• _AIM OF THE EXERCISE_
Your answer should reproduce every line of the material in which the word "settings" occurs.

• _EXTRACTED DATA_

────────────────────────────────────────

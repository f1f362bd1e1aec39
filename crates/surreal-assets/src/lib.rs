//! Surreal Assets
//!
//! Asynchronous, deduplicated, type-keyed asset loading and caching.
//!
//! - [`AssetManager`] owns the entry table and the loader registry. Loading
//!   returns a [`Handle`] immediately; the loader runs on the host's
//!   [`Spawner`].
//! - At most one load is ever in flight per `(type, path)` pair: every
//!   request for the same [`AssetId`] shares one entry.
//! - Handles are reference counted. With the default
//!   [`CachePolicy::UnloadUnused`] an asset is unloaded when its last handle is
//!   dropped.
//! - Completion callbacks run on the [`Dispatcher`] they were registered with,
//!   and handles can be awaited.
//!
//! ```ignore
//! let main_thread = Arc::new(QueuedDispatcher::new());
//! let manager = AssetManager::new(Arc::new(TaskPool::default_threads()?), main_thread.clone());
//! manager.add_loader(TextLoader::new(Arc::new(FileReader::new("assets"))));
//!
//! let greeting = manager.load::<String>("greeting.txt")?;
//! let greeting = greeting.await?;
//! println!("{}", greeting.data()?);
//! ```

mod cancel;
mod dispatch;
mod error;
mod event;
mod handle;
#[cfg(feature = "hot-reload")]
mod hot_reload;
mod id;
mod io;
mod loader;
mod manager;
mod path;
mod settings;
mod state;

pub use cancel::{CancellationToken, Cancelled};
pub use dispatch::{
    BoxedTask, Callback, Dispatcher, ImmediateDispatcher, QueuedDispatcher, Spawner,
};
pub use error::{AssetError, AssetResult};
pub use event::{AssetEvent, AssetEventBuffer, DEFAULT_EVENT_CAPACITY};
pub use handle::{Handle, HandleFuture};
#[cfg(feature = "hot-reload")]
pub use hot_reload::AssetWatcher;
pub use id::AssetId;
pub use io::{BytesFuture, BytesReader, ExistsFuture, FileReader, MemoryReader};
pub use loader::{
    AssetLoader, AssetResolver, BytesLoader, LoadContext, LoadFuture, LoaderRegistry, TextLoader,
};
pub use manager::{AssetManager, AssetManagerBuilder};
pub use path::VirtualPath;
pub use settings::{AssetSettings, CachePolicy};
pub use state::AssetStatus;

/// A type that can be produced by a loader and cached by the manager.
pub trait Asset: Send + Sync + 'static {
    /// Human-readable name used in logs and errors.
    fn type_name() -> &'static str
    where
        Self: Sized,
    {
        std::any::type_name::<Self>()
    }

    /// Approximate memory footprint in bytes, used for cache accounting.
    fn estimated_size(&self) -> usize {
        0
    }

    /// Release resources held by the asset.
    ///
    /// Called exactly once when the manager lets go of the payload (unload,
    /// reload replacement, manager dispose). Handles that already cloned the
    /// `Arc` keep the value alive; `Drop` runs when the last of them goes.
    fn dispose(&self) {}
}

impl Asset for String {
    fn type_name() -> &'static str {
        "String"
    }

    fn estimated_size(&self) -> usize {
        self.len()
    }
}

impl Asset for Vec<u8> {
    fn type_name() -> &'static str {
        "Vec<u8>"
    }

    fn estimated_size(&self) -> usize {
        self.len()
    }
}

────────────────────────────────────────

• _ANSWER TO THE PROBLEM_
mod settings;
pub use settings::{AssetSettings, CachePolicy};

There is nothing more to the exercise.